• YOUR INSTRUCTIONS
Show all lines from the records below in which the string "stored" is present.

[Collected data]
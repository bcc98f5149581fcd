//! minpair-core
//!
//! Minimal-pair discovery over IPA transcriptions: tokenizer, phonological
//! parser, contrast classifier and the all-pairs generator, plus the
//! configuration and record formats shared by front-ends.
//!
//! Public API:
//! - `Tokenizer` - IPA string to atomic tokens
//! - `Syllable` / `Phone` / `Stress` - parsed phonology
//! - `Word` / `WordPair` - words and the minimal pairs found between them
//! - `Classifier` - phoneme / chroneme / stress contrast detection
//! - `Generator` - quadratic search over a word list
//! - `FilterPairs` - confusable symbol pairs for the optimisation filter
//! - `Config` - configuration and feature flags
use std::path::Path;

use serde::{Deserialize, Serialize};

pub mod error;
pub use error::{Error, Result};

pub mod symbols;

pub mod trie;
pub use trie::SymbolTrie;

pub mod tokenizer;
pub use tokenizer::{tokenize, Tokenization, Tokenizer};

pub mod phonology;
pub use phonology::{Phone, Stress, Syllable};

pub mod word;
pub use word::{MinPairRecord, Word, WordPair, WordRecord};

pub mod filter;
pub use filter::{build_filter_pairs, FilterPairs};

pub mod classifier;
pub use classifier::{Classifier, Contrast, Difference};

pub mod generator;
pub use generator::{comparison_count, Generator};

pub mod records;
pub use records::RecordFormat;

/// Options controlling which minimal pairs are kept.
///
/// Every field has a default, so a TOML file only needs to name the options
/// it changes.
#[derive(Debug, Clone, PartialEq, Eq, Deserialize, Serialize)]
#[serde(default)]
pub struct Config {
    /// Keep only phoneme contrasts whose two phones form a filter pair.
    pub optimise: bool,

    pub keep_phonemes: bool,
    pub keep_chronemes: bool,
    pub keep_stress: bool,

    /// Confusable groups replacing the built-in ones.
    /// `None` uses `symbols::CONFUSABLE_GROUPS`.
    pub filter_groups: Option<Vec<Vec<String>>>,

    /// Symbols the tokenizer should treat as single units in addition to
    /// the built-in table (e.g. clicks).
    pub extra_symbols: Vec<String>,
}

impl Default for Config {
    fn default() -> Self {
        Self {
            optimise: true,
            keep_phonemes: true,
            keep_chronemes: true,
            keep_stress: true,
            filter_groups: None,
            extra_symbols: Vec::new(),
        }
    }
}

impl Config {
    /// Load configuration from a TOML file.
    pub fn load_toml<P: AsRef<Path>>(path: P) -> Result<Self> {
        let content = std::fs::read_to_string(path)?;
        Self::from_toml_str(&content)
    }

    /// Save configuration to a TOML file.
    pub fn save_toml<P: AsRef<Path>>(&self, path: P) -> Result<()> {
        std::fs::write(path, self.to_toml_string()?)?;
        Ok(())
    }

    /// Load configuration from TOML string.
    pub fn from_toml_str(content: &str) -> Result<Self> {
        Ok(toml::from_str(content)?)
    }

    /// Serialize configuration to TOML string.
    pub fn to_toml_string(&self) -> Result<String> {
        Ok(toml::to_string_pretty(self)?)
    }

    /// Fails when no contrast kind is enabled.
    pub fn validate(&self) -> Result<()> {
        if !self.keeps_any() {
            return Err(Error::ConfigurationConflict);
        }
        Ok(())
    }

    pub fn keeps_any(&self) -> bool {
        self.keep_phonemes || self.keep_chronemes || self.keep_stress
    }

    /// Filter pairs for this configuration: the configured groups if any,
    /// otherwise the built-in ones.
    pub fn filter_pairs(&self) -> FilterPairs {
        match &self.filter_groups {
            Some(groups) => FilterPairs::from_groups(groups),
            None => FilterPairs::standard(),
        }
    }
}

/// Utility helpers.
pub mod utils {
    use unicode_normalization::UnicodeNormalization;

    /// Normalize input strings (NFD) and trim whitespace.
    ///
    /// Decomposed form keeps base letters and combining marks apart, which is
    /// what the tokenizer's diacritic handling expects.
    pub fn normalize(s: &str) -> String {
        s.nfd().collect::<String>().trim().to_string()
    }
}
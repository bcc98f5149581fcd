//! Confusable symbol pairs for the phoneme-contrast optimisation filter.
//!
//! A filter file holds one confusable group per line, symbols separated by
//! commas:
//!
//! ```text
//! # sibilants
//! s, ʃ, ɕ
//! v, f
//! ```
//!
//! Whitespace is ignored, as are blank lines and `#` comments. Every
//! 2-combination inside a group becomes a pair.
use std::path::Path;

use ahash::AHashSet;

use crate::error::{Error, Result};
use crate::symbols::{self, CONFUSABLE_GROUPS, LEGACY_LENGTH_MARK, LENGTH_MARK, TIE, TIE_BELOW};
use crate::utils;

/// Unordered symbol pairs, stored as `(min, max)` so lookups ignore order.
#[derive(Debug, Clone, Default, PartialEq, Eq)]
pub struct FilterPairs {
    pairs: AHashSet<(String, String)>,
}

impl FilterPairs {
    pub fn new() -> Self {
        Self {
            pairs: AHashSet::new(),
        }
    }

    /// Build pairs from confusable groups.
    pub fn from_groups<S: AsRef<str>, G: AsRef<[S]>>(groups: &[G]) -> Self {
        let mut out = Self::new();
        for group in groups {
            let symbols: Vec<String> = group
                .as_ref()
                .iter()
                .map(|s| normalize_symbol(s.as_ref()))
                .filter(|s| !s.is_empty())
                .collect();
            for (i, a) in symbols.iter().enumerate() {
                for b in &symbols[i + 1..] {
                    out.add_pair(a, b);
                }
            }
        }
        out
    }

    /// Pairs built from the built-in `CONFUSABLE_GROUPS`.
    pub fn standard() -> Self {
        Self::from_groups(CONFUSABLE_GROUPS)
    }

    /// Load pairs from a filter file.
    pub fn from_file<P: AsRef<Path>>(path: P) -> Result<Self> {
        let groups = load_filter_groups(path)?;
        Ok(Self::from_groups(&groups))
    }

    /// Add a pair. Identical symbols are ignored.
    pub fn add_pair(&mut self, a: &str, b: &str) -> bool {
        if a == b {
            return false;
        }
        self.pairs.insert(canonical(a, b))
    }

    pub fn contains(&self, a: &str, b: &str) -> bool {
        let (lo, hi) = if a <= b { (a, b) } else { (b, a) };
        self.pairs.contains(&(lo.to_string(), hi.to_string()))
    }

    pub fn len(&self) -> usize {
        self.pairs.len()
    }

    pub fn is_empty(&self) -> bool {
        self.pairs.is_empty()
    }

    /// All pairs, sorted.
    pub fn pairs(&self) -> Vec<(&str, &str)> {
        let mut out: Vec<(&str, &str)> = self
            .pairs
            .iter()
            .map(|(a, b)| (a.as_str(), b.as_str()))
            .collect();
        out.sort_unstable();
        out
    }

    pub fn extend(&mut self, other: &FilterPairs) {
        for (a, b) in &other.pairs {
            self.pairs.insert((a.clone(), b.clone()));
        }
    }
}

fn canonical(a: &str, b: &str) -> (String, String) {
    if a <= b {
        (a.to_string(), b.to_string())
    } else {
        (b.to_string(), a.to_string())
    }
}

/// All 2-combinations of each group, unioned across groups.
///
/// # Example
/// ```
/// use minpair_core::build_filter_pairs;
///
/// let pairs = build_filter_pairs(&[["a", "e", "o"]]);
/// assert_eq!(pairs.len(), 3);
/// assert!(pairs.contains("e", "a"));
/// assert!(!pairs.contains("a", "i"));
/// ```
pub fn build_filter_pairs<S: AsRef<str>, G: AsRef<[S]>>(groups: &[G]) -> FilterPairs {
    FilterPairs::from_groups(groups)
}

/// Put a filter symbol in the form the tokenizer produces.
///
/// Length marks are removed: the filter compares symbols only. Trailing
/// diacritics are split off while the base is normalised, so `tʃʰ` becomes
/// `t͡ʃʰ` as it does in the tokenizer.
pub fn normalize_symbol(symbol: &str) -> String {
    let stripped: String = utils::normalize(symbol)
        .chars()
        .map(|c| if c == TIE_BELOW { TIE } else { c })
        .filter(|c| !c.is_whitespace() && *c != LENGTH_MARK && *c != LEGACY_LENGTH_MARK)
        .collect();
    let base = stripped.trim_end_matches(|c: char| symbols::is_diacritic(c));
    let mut out = symbols::normalize_transliteration(base);
    out.push_str(&stripped[base.len()..]);
    out
}

/// Parse the contents of a filter file into groups.
///
/// Lines with an empty field, or with fewer than two distinct symbols, are
/// rejected with their 1-based line number.
pub fn parse_filter_groups(content: &str) -> Result<Vec<Vec<String>>> {
    let mut groups = Vec::new();
    for (idx, raw) in content.lines().enumerate() {
        let line: String = raw.chars().filter(|c| !c.is_whitespace()).collect();
        if line.is_empty() || line.starts_with('#') {
            continue;
        }

        let invalid = |reason: &str| Error::InvalidFilterFile {
            line: idx + 1,
            content: raw.to_string(),
            reason: reason.to_string(),
        };

        let mut group: Vec<String> = Vec::new();
        for field in line.split(',') {
            let symbol = normalize_symbol(field);
            if symbol.is_empty() {
                return Err(invalid("empty symbol"));
            }
            if !group.contains(&symbol) {
                group.push(symbol);
            }
        }
        if group.len() < 2 {
            return Err(invalid("a group needs at least two distinct symbols"));
        }
        groups.push(group);
    }
    Ok(groups)
}

/// Read and parse a filter file.
pub fn load_filter_groups<P: AsRef<Path>>(path: P) -> Result<Vec<Vec<String>>> {
    let path = path.as_ref();
    let content = std::fs::read_to_string(path).map_err(|source| Error::FilterFileUnreadable {
        path: path.to_path_buf(),
        source,
    })?;
    let groups = parse_filter_groups(&content)?;
    tracing::debug!(path = %path.display(), groups = groups.len(), "loaded filter groups");
    Ok(groups)
}

/// Write groups back in the filter file format, one group per line.
pub fn format_filter_groups<S: AsRef<str>, G: AsRef<[S]>>(groups: &[G]) -> String {
    let mut out = String::new();
    for group in groups {
        let symbols: Vec<&str> = group.as_ref().iter().map(|s| s.as_ref()).collect();
        out.push_str(&symbols.join(", "));
        out.push('\n');
    }
    out
}

#[cfg(test)]
mod tests {
    use super::*;

    #[test]
    fn pairs_from_one_group() {
        let pairs = build_filter_pairs(&[["a", "e", "o"]]);
        assert_eq!(pairs.pairs(), vec![("a", "e"), ("a", "o"), ("e", "o")]);
    }

    #[test]
    fn lookup_is_order_independent() {
        let pairs = build_filter_pairs(&[vec!["v", "f"]]);
        assert!(pairs.contains("v", "f"));
        assert!(pairs.contains("f", "v"));
        assert!(!pairs.contains("v", "v"));
        assert!(!pairs.contains("v", "z"));
    }

    #[test]
    fn groups_union_without_duplicates() {
        let pairs = build_filter_pairs(&[vec!["a", "e"], vec!["e", "a", "i"]]);
        assert_eq!(pairs.len(), 3);
    }

    #[test]
    fn standard_pairs_use_tokenizer_spelling() {
        let pairs = FilterPairs::standard();
        assert!(pairs.contains("t\u{0361}ʃ", "ʃ"));
        // ś is stored decomposed, as the tokenizer emits it.
        assert!(pairs.contains("s\u{0301}", "s"));
        assert!(pairs.contains("ɛ\u{0303}", "ɛ"));
    }

    #[test]
    fn standard_pairs_do_not_cross_vowel_groups() {
        let pairs = FilterPairs::standard();
        assert!(!pairs.contains("ɑ", "u"));
        assert!(!pairs.contains("ɔ", "ɛ"));
        assert!(!pairs.contains("u", "ɪ"));
        assert!(pairs.contains("ʊ", "u"));
    }

    #[test]
    fn parses_groups_ignoring_whitespace_and_comments() {
        let content = "# sibilants\n s , ʃ,ɕ \n\n v,f\n";
        let groups = parse_filter_groups(content).unwrap();
        assert_eq!(groups, vec![vec!["s", "ʃ", "ɕ"], vec!["v", "f"]]);
    }

    #[test]
    fn symbols_are_normalized() {
        let groups = parse_filter_groups("tʃ, ʃ\na:, aː, e\n").unwrap();
        assert_eq!(groups[0], vec!["t\u{0361}ʃ", "ʃ"]);
        assert_eq!(groups[1], vec!["a", "e"]);
    }

    #[test]
    fn affricate_with_diacritic_matches_tokenizer_output() {
        let groups = parse_filter_groups("tʃʰ, ʃʰ\nʧʷ, t\u{035C}sʷ\n").unwrap();
        let tokens = crate::tokenizer::tokenize("/tʃʰa/");
        assert_eq!(groups[0][0], tokens[0]);
        assert_eq!(groups[0], vec!["t\u{0361}ʃʰ", "ʃʰ"]);
        assert_eq!(groups[1], vec!["t\u{0361}ʃʷ", "t\u{0361}sʷ"]);
    }

    #[test]
    fn rejects_empty_field_with_line_number() {
        let err = parse_filter_groups("a, e\nb,,p\n").unwrap_err();
        match err {
            Error::InvalidFilterFile { line, content, .. } => {
                assert_eq!(line, 2);
                assert_eq!(content, "b,,p");
            }
            other => panic!("unexpected error: {other:?}"),
        }
    }

    #[test]
    fn rejects_single_symbol_group() {
        let err = parse_filter_groups("a\n").unwrap_err();
        assert!(matches!(err, Error::InvalidFilterFile { line: 1, .. }));

        let err = parse_filter_groups("a, a:\n").unwrap_err();
        assert!(matches!(err, Error::InvalidFilterFile { line: 1, .. }));
    }

    #[test]
    fn format_round_trips_through_parse() {
        let groups = vec![vec!["s".to_string(), "ʃ".to_string()], vec!["v".into(), "f".into()]];
        let text = format_filter_groups(&groups);
        assert_eq!(text, "s, ʃ\nv, f\n");
        assert_eq!(parse_filter_groups(&text).unwrap(), groups);
    }

    #[test]
    fn extend_merges_sets() {
        let mut a = build_filter_pairs(&[["a", "e"]]);
        let b = build_filter_pairs(&[["i", "e"]]);
        a.extend(&b);
        assert_eq!(a.len(), 2);
        assert!(a.contains("e", "i"));
    }
}
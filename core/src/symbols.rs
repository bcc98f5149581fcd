//! Static IPA symbol tables.
//!
//! These tables drive the tokenizer and the default confusable filter:
//! - `SOUNDS` lists symbols that span more than one code point (affricates,
//!   nasal vowels, palatalised consonants) or that fall outside ASCII. The
//!   tokenizer matches them greedily before falling back to ASCII letters.
//! - `BAD_TRANSLITERATIONS` maps untied affricates and affricate ligatures to
//!   the tied spelling so every input source tokenizes the same way.
//! - `CONFUSABLE_GROUPS` are the default "interesting difference" classes.
//!
//! Symbols are written in their usual spelling here; the tokenizer
//! canonically decomposes both the tables and the input before comparing.

use phf::phf_map;

/// Syllable boundary without stress.
pub const SYLLABLE_BREAK: char = '.';
/// Primary stress mark (also a syllable boundary).
pub const PRIMARY_STRESS: char = 'ˈ';
/// Secondary stress mark (also a syllable boundary).
pub const SECONDARY_STRESS: char = 'ˌ';

/// All characters that open a new syllable.
pub const SYLLABLE_MARKS: [char; 3] = [SYLLABLE_BREAK, PRIMARY_STRESS, SECONDARY_STRESS];

/// IPA length mark.
pub const LENGTH_MARK: char = 'ː';
/// ASCII colon, often used by transcribers in place of `ː`.
pub const LEGACY_LENGTH_MARK: char = ':';

/// Combining double inverted breve, the tie bar used for affricates.
pub const TIE: char = '\u{0361}';
/// Combining double breve below, normalised to `TIE`.
pub const TIE_BELOW: char = '\u{035C}';

/// Modifiers that stay attached to the symbol they follow.
pub const DIACRITICS: [char; 8] = [
    'ʰ',        // aspiration
    'ʲ',        // palatalisation
    'ʷ',        // labialisation
    'ⁿ',        // nasal release
    '\u{0329}', // syllabic
    '\u{030D}', // syllabic (above)
    '\u{032F}', // non-syllabic
    '\u{0303}', // nasalisation
];

/// Symbols recognised as a single unit by the tokenizer.
pub const SOUNDS: &[&str] = &[
    // Tied affricates
    "t\u{0361}ɕ", "t\u{0361}ʂ", "t\u{0361}s", "t\u{0361}ʃ",
    "d\u{0361}ʐ", "d\u{0361}ʑ", "d\u{0361}z", "d\u{0361}ʒ",
    // Untied affricates and ligatures (normalised after matching)
    "tɕ", "tʂ", "ts", "tʃ", "dʐ", "dʑ", "dz", "dʒ",
    "ʨ", "ʦ", "ʧ", "ʥ", "ʣ", "ʤ",
    // Consonants
    "ʂ", "ɕ", "ɲ", "ŋ", "ɡʲ", "xʲ", "ʐ", "ʑ", "ś", "ɡ", "ʁ", "ʃ", "ʒ", "ɟ",
    "ɫ", "ʎ", "ç", "ɣ", "θ", "ð", "ɹ", "ɾ", "ʀ", "ɬ", "ɮ", "ɭ", "ɳ", "ɻ",
    "ɽ", "ʋ", "ɰ", "ɸ", "β", "χ", "ħ", "ʕ", "ʔ", "ɦ", "ɱ", "ʝ", "ɓ", "ɗ",
    "ɠ", "ʈ", "ɖ", "ɢ", "ʍ", "ʙ", "ʜ", "ɧ", "ɺ", "ʟ", "ɴ",
    // Oral vowels
    "ɔ", "ɛ", "ɪ", "ɨ", "ø", "ə", "ɑ", "œ", "æ", "ʌ", "ɐ", "ɤ", "ɒ", "ʊ",
    "ɜ", "ɞ", "ɘ", "ɵ", "ʉ", "ɯ", "ɶ", "ʏ", "ɚ", "ɝ",
    // Nasal vowels
    "ɑ\u{0303}", "ɛ\u{0303}", "œ\u{0303}", "ɔ\u{0303}",
    // Semi-vowels
    "ɥ",
];

/// Spellings normalised to their canonical form right after tokenization.
pub static BAD_TRANSLITERATIONS: phf::Map<&'static str, &'static str> = phf_map! {
    "tɕ" => "t\u{0361}ɕ",
    "tʂ" => "t\u{0361}ʂ",
    "ts" => "t\u{0361}s",
    "tʃ" => "t\u{0361}ʃ",
    "dʐ" => "d\u{0361}ʐ",
    "dʑ" => "d\u{0361}ʑ",
    "dz" => "d\u{0361}z",
    "dʒ" => "d\u{0361}ʒ",
    "ʨ" => "t\u{0361}ɕ",
    "ʦ" => "t\u{0361}s",
    "ʧ" => "t\u{0361}ʃ",
    "ʥ" => "d\u{0361}ʑ",
    "ʣ" => "d\u{0361}z",
    "ʤ" => "d\u{0361}ʒ",
    "g" => "ɡ",
};

/// Default groups of phones that learners tend to confuse.
///
/// Every 2-combination inside a group becomes a filter pair.
pub const CONFUSABLE_GROUPS: &[&[&str]] = &[
    // Consonants
    &[
        "t\u{0361}ɕ", "t\u{0361}ʂ", "t\u{0361}s", "t\u{0361}ʃ",
        "d\u{0361}ʐ", "d\u{0361}ʑ", "d\u{0361}z", "d\u{0361}ʒ",
        "ʂ", "ʒ", "ʃ", "ɕ",
    ],
    &["n", "ɲ", "ŋ"],
    &["v", "f"],
    &["x", "h", "xʲ", "ç"],
    &["z", "ʑ", "ʐ", "s", "ś", "ʂ"],
    &["ʎ", "ɫ", "l"],
    &["ɟ", "j", "ɡ", "ɡʲ"],
    &["θ", "f", "s"],
    &["ð", "v", "z", "d"],
    &["r", "ɾ", "ɹ", "ʁ", "l"],
    // Oral vowels and semi-vowels
    &["ɑ", "a", "ɐ", "ə", "ʌ"],
    &["e", "ɛ", "ɪ", "i"],
    &["ɨ", "i", "j", "ɪ"],
    &["ɔ", "o", "ø", "œ"],
    &["ɥ", "j"],
    &["ɥ", "u", "ɤ", "y", "w"],
    &["i", "e"],
    &["æ", "ɛ", "a"],
    &["ʊ", "u"],
    // Nasal vowels
    &["ɛ\u{0303}", "ɛ"],
    &["ɛ\u{0303}", "ə"],
    &["ɔ\u{0303}", "ɔ"],
    &["œ\u{0303}", "œ", "ɔ"],
    &["ɛ\u{0303}", "ɔ\u{0303}", "œ\u{0303}", "ɑ\u{0303}"],
];

pub fn is_syllable_mark(c: char) -> bool {
    SYLLABLE_MARKS.contains(&c)
}

pub fn is_length_mark(c: char) -> bool {
    c == LENGTH_MARK
}

pub fn is_diacritic(c: char) -> bool {
    DIACRITICS.contains(&c)
}

/// Return the canonical spelling of `symbol`.
///
/// Untied affricates (`tʃ`) and ligatures (`ʧ`) become the tied form
/// (`t͡ʃ`); anything else is returned unchanged. Applying this twice gives
/// the same result as applying it once.
pub fn normalize_transliteration(symbol: &str) -> String {
    match BAD_TRANSLITERATIONS.get(symbol) {
        Some(tied) => (*tied).to_string(),
        None => symbol.to_string(),
    }
}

• SOLUTION
/// Unordered symbol pairs, stored as `(min, max)` so lookups ignore order.
        // ś is stored decomposed, as the tokenizer emits it.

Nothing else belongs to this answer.